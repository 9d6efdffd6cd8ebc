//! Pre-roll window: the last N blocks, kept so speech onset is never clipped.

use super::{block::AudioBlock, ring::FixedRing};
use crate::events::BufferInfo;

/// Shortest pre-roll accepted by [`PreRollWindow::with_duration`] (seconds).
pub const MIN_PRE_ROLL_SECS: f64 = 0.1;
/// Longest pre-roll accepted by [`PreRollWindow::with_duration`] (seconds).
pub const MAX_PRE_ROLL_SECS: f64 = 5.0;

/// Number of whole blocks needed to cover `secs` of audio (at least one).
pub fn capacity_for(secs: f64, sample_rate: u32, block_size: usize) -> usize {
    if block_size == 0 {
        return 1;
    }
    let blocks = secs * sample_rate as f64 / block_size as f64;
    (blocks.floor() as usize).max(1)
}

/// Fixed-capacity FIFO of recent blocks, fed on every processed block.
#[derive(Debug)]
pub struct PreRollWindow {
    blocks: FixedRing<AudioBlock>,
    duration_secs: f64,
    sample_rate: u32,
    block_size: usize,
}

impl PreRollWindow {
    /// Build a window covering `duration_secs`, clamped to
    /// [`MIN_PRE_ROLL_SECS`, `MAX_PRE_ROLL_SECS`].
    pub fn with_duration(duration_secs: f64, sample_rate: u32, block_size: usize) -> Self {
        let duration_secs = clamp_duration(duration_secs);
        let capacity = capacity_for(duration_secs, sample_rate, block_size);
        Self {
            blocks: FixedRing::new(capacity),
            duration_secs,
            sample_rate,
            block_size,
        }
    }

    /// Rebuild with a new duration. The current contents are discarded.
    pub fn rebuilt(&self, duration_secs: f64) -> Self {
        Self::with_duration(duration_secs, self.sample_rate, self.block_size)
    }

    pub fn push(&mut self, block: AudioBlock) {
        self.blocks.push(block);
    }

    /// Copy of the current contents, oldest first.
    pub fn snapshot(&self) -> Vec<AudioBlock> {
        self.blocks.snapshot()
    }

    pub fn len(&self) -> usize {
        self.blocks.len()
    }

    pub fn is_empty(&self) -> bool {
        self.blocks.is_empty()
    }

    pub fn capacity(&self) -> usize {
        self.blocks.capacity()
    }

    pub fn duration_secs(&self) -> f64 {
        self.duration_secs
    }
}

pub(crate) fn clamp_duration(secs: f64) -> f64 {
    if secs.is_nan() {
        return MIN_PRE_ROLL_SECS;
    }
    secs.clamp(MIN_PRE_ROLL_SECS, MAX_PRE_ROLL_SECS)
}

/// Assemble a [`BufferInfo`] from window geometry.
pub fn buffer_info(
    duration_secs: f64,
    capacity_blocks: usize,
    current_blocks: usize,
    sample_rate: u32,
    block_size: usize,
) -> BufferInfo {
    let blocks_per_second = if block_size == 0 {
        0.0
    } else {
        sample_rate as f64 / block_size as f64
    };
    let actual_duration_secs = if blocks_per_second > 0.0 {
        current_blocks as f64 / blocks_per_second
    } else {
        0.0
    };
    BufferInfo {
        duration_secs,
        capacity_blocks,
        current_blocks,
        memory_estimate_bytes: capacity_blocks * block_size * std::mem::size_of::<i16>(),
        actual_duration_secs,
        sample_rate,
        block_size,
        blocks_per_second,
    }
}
------
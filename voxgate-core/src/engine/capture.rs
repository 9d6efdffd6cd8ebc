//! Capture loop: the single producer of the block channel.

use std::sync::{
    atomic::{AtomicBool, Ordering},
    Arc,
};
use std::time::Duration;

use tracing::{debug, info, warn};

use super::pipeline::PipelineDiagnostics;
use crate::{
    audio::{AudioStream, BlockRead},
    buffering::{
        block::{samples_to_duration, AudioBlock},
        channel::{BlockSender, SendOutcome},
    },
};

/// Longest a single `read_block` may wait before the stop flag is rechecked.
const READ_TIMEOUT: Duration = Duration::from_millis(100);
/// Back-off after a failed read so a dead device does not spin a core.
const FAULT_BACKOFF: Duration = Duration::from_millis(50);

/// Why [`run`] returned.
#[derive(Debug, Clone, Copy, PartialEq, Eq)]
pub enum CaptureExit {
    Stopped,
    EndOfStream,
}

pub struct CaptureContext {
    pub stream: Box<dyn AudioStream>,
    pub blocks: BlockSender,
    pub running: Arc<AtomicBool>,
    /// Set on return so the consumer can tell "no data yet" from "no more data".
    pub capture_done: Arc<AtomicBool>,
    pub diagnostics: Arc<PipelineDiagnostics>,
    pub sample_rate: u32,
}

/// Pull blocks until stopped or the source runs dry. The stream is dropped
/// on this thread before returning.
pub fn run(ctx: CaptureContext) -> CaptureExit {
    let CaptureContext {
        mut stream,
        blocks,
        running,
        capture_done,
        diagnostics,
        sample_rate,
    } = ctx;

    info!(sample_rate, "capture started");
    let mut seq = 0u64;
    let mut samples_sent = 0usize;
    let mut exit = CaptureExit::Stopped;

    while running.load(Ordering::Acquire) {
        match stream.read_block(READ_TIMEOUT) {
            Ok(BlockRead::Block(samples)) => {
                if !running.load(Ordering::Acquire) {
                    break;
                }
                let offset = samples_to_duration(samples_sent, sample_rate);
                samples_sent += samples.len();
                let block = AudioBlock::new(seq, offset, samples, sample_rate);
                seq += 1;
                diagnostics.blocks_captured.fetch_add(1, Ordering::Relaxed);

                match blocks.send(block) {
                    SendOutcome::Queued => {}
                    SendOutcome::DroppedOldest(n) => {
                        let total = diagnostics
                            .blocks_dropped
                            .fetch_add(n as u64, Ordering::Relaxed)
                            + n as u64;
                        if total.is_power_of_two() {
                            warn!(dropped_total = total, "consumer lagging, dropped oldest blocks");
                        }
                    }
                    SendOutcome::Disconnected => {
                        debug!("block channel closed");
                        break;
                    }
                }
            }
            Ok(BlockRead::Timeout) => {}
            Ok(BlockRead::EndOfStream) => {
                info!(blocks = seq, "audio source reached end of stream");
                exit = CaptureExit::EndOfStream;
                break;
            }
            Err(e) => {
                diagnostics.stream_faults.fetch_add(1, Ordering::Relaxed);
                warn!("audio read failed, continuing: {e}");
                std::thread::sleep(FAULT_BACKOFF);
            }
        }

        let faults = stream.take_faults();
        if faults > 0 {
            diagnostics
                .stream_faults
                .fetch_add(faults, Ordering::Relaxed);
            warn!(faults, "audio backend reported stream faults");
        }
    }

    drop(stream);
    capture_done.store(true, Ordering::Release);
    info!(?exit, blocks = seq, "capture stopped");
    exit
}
------
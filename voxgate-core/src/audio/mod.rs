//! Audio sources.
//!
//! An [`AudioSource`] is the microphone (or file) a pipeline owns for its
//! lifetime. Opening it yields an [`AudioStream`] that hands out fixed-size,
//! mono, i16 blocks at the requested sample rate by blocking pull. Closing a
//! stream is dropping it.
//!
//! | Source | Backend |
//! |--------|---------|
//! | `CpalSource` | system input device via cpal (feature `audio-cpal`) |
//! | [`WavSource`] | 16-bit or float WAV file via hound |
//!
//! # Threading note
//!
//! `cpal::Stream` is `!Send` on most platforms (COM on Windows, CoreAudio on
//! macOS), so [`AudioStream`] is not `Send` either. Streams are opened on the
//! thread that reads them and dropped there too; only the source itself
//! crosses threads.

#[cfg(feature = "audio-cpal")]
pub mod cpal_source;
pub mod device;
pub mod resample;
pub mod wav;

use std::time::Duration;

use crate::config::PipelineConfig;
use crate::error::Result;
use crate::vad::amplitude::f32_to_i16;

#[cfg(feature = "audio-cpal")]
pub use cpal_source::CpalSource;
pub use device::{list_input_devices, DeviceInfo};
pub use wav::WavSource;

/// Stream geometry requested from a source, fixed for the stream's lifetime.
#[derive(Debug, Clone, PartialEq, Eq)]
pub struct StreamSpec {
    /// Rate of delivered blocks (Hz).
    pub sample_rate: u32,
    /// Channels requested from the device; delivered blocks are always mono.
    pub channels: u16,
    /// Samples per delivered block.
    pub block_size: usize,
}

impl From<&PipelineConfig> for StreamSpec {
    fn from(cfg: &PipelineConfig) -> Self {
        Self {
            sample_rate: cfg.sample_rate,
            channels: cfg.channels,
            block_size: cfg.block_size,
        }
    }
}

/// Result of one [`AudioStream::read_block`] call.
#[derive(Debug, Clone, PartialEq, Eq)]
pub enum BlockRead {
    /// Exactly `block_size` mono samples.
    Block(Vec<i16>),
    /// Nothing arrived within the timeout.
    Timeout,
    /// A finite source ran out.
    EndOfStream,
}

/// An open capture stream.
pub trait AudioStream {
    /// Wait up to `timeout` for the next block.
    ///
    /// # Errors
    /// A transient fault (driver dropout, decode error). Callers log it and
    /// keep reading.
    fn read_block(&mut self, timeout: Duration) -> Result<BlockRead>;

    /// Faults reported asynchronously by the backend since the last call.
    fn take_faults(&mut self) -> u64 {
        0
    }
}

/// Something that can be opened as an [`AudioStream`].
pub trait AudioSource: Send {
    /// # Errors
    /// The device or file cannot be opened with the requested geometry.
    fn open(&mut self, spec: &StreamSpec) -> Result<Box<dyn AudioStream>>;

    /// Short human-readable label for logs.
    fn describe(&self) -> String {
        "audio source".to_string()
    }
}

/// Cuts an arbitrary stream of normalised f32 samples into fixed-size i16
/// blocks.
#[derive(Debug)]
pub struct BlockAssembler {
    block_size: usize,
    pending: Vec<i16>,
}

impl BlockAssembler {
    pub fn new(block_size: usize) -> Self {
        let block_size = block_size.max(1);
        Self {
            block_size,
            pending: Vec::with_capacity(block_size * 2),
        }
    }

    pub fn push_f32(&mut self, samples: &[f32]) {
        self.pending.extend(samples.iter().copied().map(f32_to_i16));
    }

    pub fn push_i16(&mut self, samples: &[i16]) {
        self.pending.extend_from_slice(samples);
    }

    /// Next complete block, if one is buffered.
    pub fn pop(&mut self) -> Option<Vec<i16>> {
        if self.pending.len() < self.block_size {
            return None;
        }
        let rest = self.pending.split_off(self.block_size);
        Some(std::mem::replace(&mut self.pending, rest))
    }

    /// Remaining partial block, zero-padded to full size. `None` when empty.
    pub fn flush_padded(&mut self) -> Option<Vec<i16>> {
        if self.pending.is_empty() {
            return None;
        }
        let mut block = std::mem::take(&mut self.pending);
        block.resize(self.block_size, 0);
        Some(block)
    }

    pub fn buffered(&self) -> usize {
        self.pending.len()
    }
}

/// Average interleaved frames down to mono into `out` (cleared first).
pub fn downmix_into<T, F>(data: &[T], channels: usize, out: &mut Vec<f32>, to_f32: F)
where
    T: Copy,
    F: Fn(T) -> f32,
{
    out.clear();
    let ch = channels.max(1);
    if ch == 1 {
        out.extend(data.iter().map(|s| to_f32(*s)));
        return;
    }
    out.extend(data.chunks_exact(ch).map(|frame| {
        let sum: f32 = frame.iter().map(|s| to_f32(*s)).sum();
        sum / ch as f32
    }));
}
------
What is needed >>
Each line in the entries above, starting at the line with "pub stream: Box<dyn" and ending at the line with "stream is dropped", is to be printed exactly, and only those lines.

Task result >>
    pub stream: Box<dyn AudioStream>,
    pub blocks: BlockSender,
    pub running: Arc<AtomicBool>,
    /// Set on return so the consumer can tell "no data yet" from "no more data".
    pub capture_done: Arc<AtomicBool>,
    pub diagnostics: Arc<PipelineDiagnostics>,
    pub sample_rate: u32,
}

/// Pull blocks until stopped or the source runs dry. The stream is dropped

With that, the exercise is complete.